We can solve this by adding a layer of indirection via leaf directories. A single directory in PMTiles has a hard cap of 21,845 entries, or a complete pyramid for eight zoom levels. At the maximum level of the root directory, the top bit of Z is flipped to describe the bytes at the referenced offset being not tile data but another directory with up to 21,845 entries.
Example of how looking up
z:14 x:4204 y:6090 works with leaf directories:
- Fetch the first 512 kilobytes, parse the root directory.
- Check the root directory for
14_4204_6090. It doesn't exist, because the root directory only contains levels 0-7.
- Check the root directory for a leaf directory entry of the parent tile. The z7 parent tile of
z:14 x:4204 y:6090is
z:7 x:32 y:47.
- Fetch the bytes for the leaf directory and parse it into a lookup table.
- Index into the leaf directory with
14_4204_6090for the byte offset and length of the tile data.
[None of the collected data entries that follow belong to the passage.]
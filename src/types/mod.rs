// src/types/mod.rs
pub mod job;

pub use job::{JobRecord, RankedJob, LINK_NOT_FOUND, SALARY_NOT_STATED};
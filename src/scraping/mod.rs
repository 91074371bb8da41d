// src/scraping/mod.rs
//! Listing collection: page fetching and job card extraction.

pub mod job_scraper;
pub mod parser;

pub use job_scraper::JobScraper;
pub use parser::{extract_job, parse_listing_page, ListingPage};
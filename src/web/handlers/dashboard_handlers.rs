// src/web/handlers/dashboard_handlers.rs
use anyhow::Result;
use rocket::http::Status;
use rocket::response::content::RawHtml;
use rocket::serde::json::Json;
use rocket::State;
use tracing::{error, info};

use crate::storage::{read_ranked, MissingPrerequisite};
use crate::types::RankedJob;
use crate::web::page::{render_dashboard, render_error};
use crate::web::types::{DashboardState, DataResponse, ErrorResponse, SalaryRange, View};

fn load_jobs(state: &DashboardState, range: SalaryRange) -> Result<Vec<RankedJob>> {
    let jobs = read_ranked(&state.top_csv)?;
    Ok(range.apply(jobs))
}

fn failure(e: &anyhow::Error) -> (Status, ErrorResponse) {
    if e.downcast_ref::<MissingPrerequisite>().is_some() {
        (
            Status::ServiceUnavailable,
            ErrorResponse::new(
                e.to_string(),
                "MISSING_PREREQUISITE",
                vec![
                    "Run the pipeline first: job-kpi run --mode efficiency".to_string(),
                    "Check the configured paths.top_csv".to_string(),
                ],
            ),
        )
    } else {
        error!("Failed to load ranked offers: {:#}", e);
        (
            Status::InternalServerError,
            ErrorResponse::new(
                format!("{:#}", e),
                "INVALID_DATA",
                vec!["Regenerate the table with job-kpi rank --mode efficiency".to_string()],
            ),
        )
    }
}

pub async fn list_jobs_handler(
    state: &State<DashboardState>,
    range: SalaryRange,
) -> Result<Json<DataResponse<Vec<RankedJob>>>, (Status, Json<ErrorResponse>)> {
    match load_jobs(state, range) {
        Ok(jobs) => {
            info!("Serving {} ranked offers", jobs.len());
            Ok(Json(DataResponse::success(
                format!("{} offers", jobs.len()),
                jobs,
            )))
        }
        Err(e) => {
            let (status, body) = failure(&e);
            Err((status, Json(body)))
        }
    }
}

pub async fn dashboard_handler(
    state: &State<DashboardState>,
    view: View,
    range: SalaryRange,
) -> Result<RawHtml<String>, (Status, RawHtml<String>)> {
    match load_jobs(state, range) {
        Ok(jobs) => Ok(RawHtml(render_dashboard(&jobs, view, range))),
        Err(e) => {
            let (status, body) = failure(&e);
            Err((status, RawHtml(render_error(&body.error))))
        }
    }
}
// src/web/handlers/system_handlers.rs
use rocket::serde::json::Json;
use tracing::debug;

pub async fn health_handler() -> Json<&'static str> {
    debug!("Health check");
    Json("OK")
}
As long as clients cache recently used lookup tables, and zooming/panning remains within
z:7 x:32 y:47, no directory fetches are required after the first tile. The ideal ordering of tile data and leaf directories may be on space-filling curves to minimize hardware page faults, but this is an optimization and outside the spec.
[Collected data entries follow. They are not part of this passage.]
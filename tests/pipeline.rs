// tests/pipeline.rs
use std::fs;

use job_kpi::storage::{read_jobs, read_ranked, write_jobs, write_ranked, MissingPrerequisite};
use job_kpi::{
    rank_by_efficiency, rank_by_technical_score, JobRecord, RankedJob, RankingConfig,
};
use tempfile::tempdir;

fn offer(title: &str, salary: &str, description: &str) -> JobRecord {
    JobRecord {
        title: title.to_string(),
        company: "Acme; Partners".to_string(),
        location: "Paris (75)".to_string(),
        raw_salary: salary.to_string(),
        description: description.to_string(),
        link: format!("https://www.free-work.com/fr/tech-it/jobs/{}", title),
    }
}

fn offers() -> Vec<JobRecord> {
    vec![
        offer("analyst", "45k", "Python, SQL et Power BI"),
        offer("freelance", "500/j", "Snowflake \"dbt\" et AWS\nsur Databricks"),
        offer("consultant", "N/C", "Excel, VBA"),
        offer("engineer", "600", "Git, Jira, Scrum"),
        offer("junior", "35", ""),
    ]
}

#[test]
fn offers_table_is_semicolon_utf8_with_bom() {
    let dir = tempdir().unwrap();
    let path = dir.path().join("offres_emploi.csv");

    write_jobs(&path, &offers()).unwrap();

    let bytes = fs::read(&path).unwrap();
    assert!(bytes.starts_with(b"\xEF\xBB\xBF"));
    let text = String::from_utf8(bytes[3..].to_vec()).unwrap();
    assert_eq!(
        text.lines().next(),
        Some("title;company;location;raw_salary;description;link")
    );

    assert_eq!(read_jobs(&path).unwrap(), offers());
}

#[test]
fn raw_reader_defaults_missing_columns() {
    let dir = tempdir().unwrap();
    let path = dir.path().join("partial.csv");
    fs::write(&path, "\u{feff}title;description;extra\nAnalyst;python;ignored\n").unwrap();

    let records = read_jobs(&path).unwrap();
    assert_eq!(records.len(), 1);
    assert_eq!(records[0].title, "Analyst");
    assert_eq!(records[0].description, "python");
    assert_eq!(records[0].raw_salary, "N/C");
    assert_eq!(records[0].link, "not found");
}

#[test]
fn ranked_table_survives_schema_mapping() {
    let dir = tempdir().unwrap();
    let path = dir.path().join("kpi_tasks_ratio_top10.csv");
    let config = RankingConfig::default();

    let ranked = rank_by_efficiency(&offers(), &config);
    assert_eq!(ranked.len(), 4);
    write_ranked(&path, &ranked).unwrap();

    assert_eq!(read_ranked(&path).unwrap(), ranked);
}

#[test]
fn technical_table_keeps_undefined_ratios() {
    let dir = tempdir().unwrap();
    let path = dir.path().join("resultats_analyses_kpi.csv");

    let ranked = rank_by_technical_score(&offers(), &RankingConfig::default());
    write_ranked(&path, &ranked).unwrap();

    let back = read_ranked(&path).unwrap();
    let consultant = back.iter().find(|job| job.record.title == "consultant").unwrap();
    assert_eq!(consultant.estimated_annual_salary(), 0.0);
    assert_eq!(consultant.task_to_salary_ratio(), None);
}

#[test]
fn oversized_salary_stays_ranked_and_readable() {
    let dir = tempdir().unwrap();
    let path = dir.path().join("kpi_tasks_ratio_top10.csv");
    let mut records = offers();
    records.push(offer("overflow", &"9".repeat(400), "python"));

    let ranked = rank_by_efficiency(&records, &RankingConfig::default());
    let overflow = ranked.iter().find(|job| job.record.title == "overflow").unwrap();
    assert_eq!(overflow.estimated_annual_salary(), f64::MAX);
    assert_eq!(overflow.task_to_salary_ratio(), Some(0.0));

    write_ranked(&path, &ranked).unwrap();
    assert_eq!(read_ranked(&path).unwrap(), ranked);
}

#[test]
fn ranked_reader_rejects_raw_table() {
    let dir = tempdir().unwrap();
    let path = dir.path().join("offres_emploi.csv");
    write_jobs(&path, &offers()).unwrap();

    let err = read_ranked(&path).unwrap_err();
    let message = err.to_string();
    assert!(message.contains("missing column(s)"), "{}", message);
    assert!(message.contains("matched_keywords"), "{}", message);
    assert!(message.contains("task_to_salary_ratio"), "{}", message);
}

#[test]
fn ranked_reader_rejects_inconsistent_row() {
    let dir = tempdir().unwrap();
    let path = dir.path().join("broken.csv");
    fs::write(
        &path,
        "title;company;location;raw_salary;description;link;matched_keywords;technical_complexity;estimated_annual_salary;task_to_salary_ratio\n\
         a;b;c;45k;sql;x;sql;3;45000;0.00002222\n",
    )
    .unwrap();

    let err = read_ranked(&path).unwrap_err();
    assert!(format!("{:#}", err).contains("line 2"));
}

#[test]
fn missing_input_is_a_prerequisite_error() {
    let dir = tempdir().unwrap();
    let err = read_jobs(&dir.path().join("offres_emploi.csv")).unwrap_err();

    assert!(err.downcast_ref::<MissingPrerequisite>().is_some());
    assert!(err.to_string().contains("job-kpi scrape"));
}

#[test]
fn derived_columns_are_identical_across_runs() {
    let dir = tempdir().unwrap();
    let config = RankingConfig::default();

    for (name, rank) in [
        ("technical", rank_by_technical_score as fn(&[JobRecord], &RankingConfig) -> Vec<RankedJob>),
        ("efficiency", rank_by_efficiency),
    ] {
        let first = dir.path().join(format!("{}-1.csv", name));
        let second = dir.path().join(format!("{}-2.csv", name));
        write_ranked(&first, &rank(&offers(), &config)).unwrap();
        write_ranked(&second, &rank(&offers(), &config)).unwrap();

        assert_eq!(fs::read(&first).unwrap(), fs::read(&second).unwrap());
    }
}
An astute reader will notice another seeming flaw in the above design: what if your pyramid is exactly a full nine levels? In this case, the root directory has a full 21,845 entries, and points to 16,384 leaf directories, each containing only five (one Z7 + four Z8) entries! Panning the map at Z7 would then incur a directory fetch for every single tile.
Inefficiently packed leaf directories can be solved the exact same way as duplicated ocean tiles. One leaf directory should contain multiple sibling sub-pyramids, up to 21,845 entries in total; the root directory then holds multiple leaf pointers to the same offset. As long as clients cache directories by offset and not ZXY, panning at Z7 will cost few extra fetches.
Here's the limits implied by the 17 byte keys in PMTiles:
- 3 bytes for X and Y: maximum zoom of 23
- 6 bytes for offsets: maximum archive size of 281 terabytes
- 4 bytes for lengths: maximum individual tile size of 4.3 gigabytes
If you're thinking, Yes Brandon, very clever design! We want to use this but all of our existing map systems read Z/X/Y tiles from a server... I've written a caching proxy that decodes your PMTiles on S3 via a traditional Z/X/Y endpoint. While no longer purely serverless, this is a two-megabyte executable that serves an entire bucket of PMTiles on a micro instance like this:
- Inherits all the simplicity of PMTiles: a short, concurrent, evented Go program with zero runtime dependencies
- Caches directories on the server to minimize latency on the client
- Implements GZIP compression for uncompressed formats like vector Protobufs, since byte serving and Content-Encoding don't play nicely together
You can download binary releases and source code at github.com/protomaps/go-pmtiles.
PMTiles is just one small part of Protomaps, a one-man project to rethink web cartography, and reflects many of the system's core principles:
- Less computation: "Serverless" patterns are here to stay: vendors achieve economies of scale; developers pay less; mapmaking projects outside of dedicated technology firms — by museums, cultural institutions, or journalists — can be preserved across time.
- Dependency-free: Favor minimalist formats and statically-linked binaries over more features or backwards compatibility.
- Scale-free: Tools and process knowledge for making an airport-sized map work the exact same way for a city, a country, and the entire Earth with no jumps in complexity.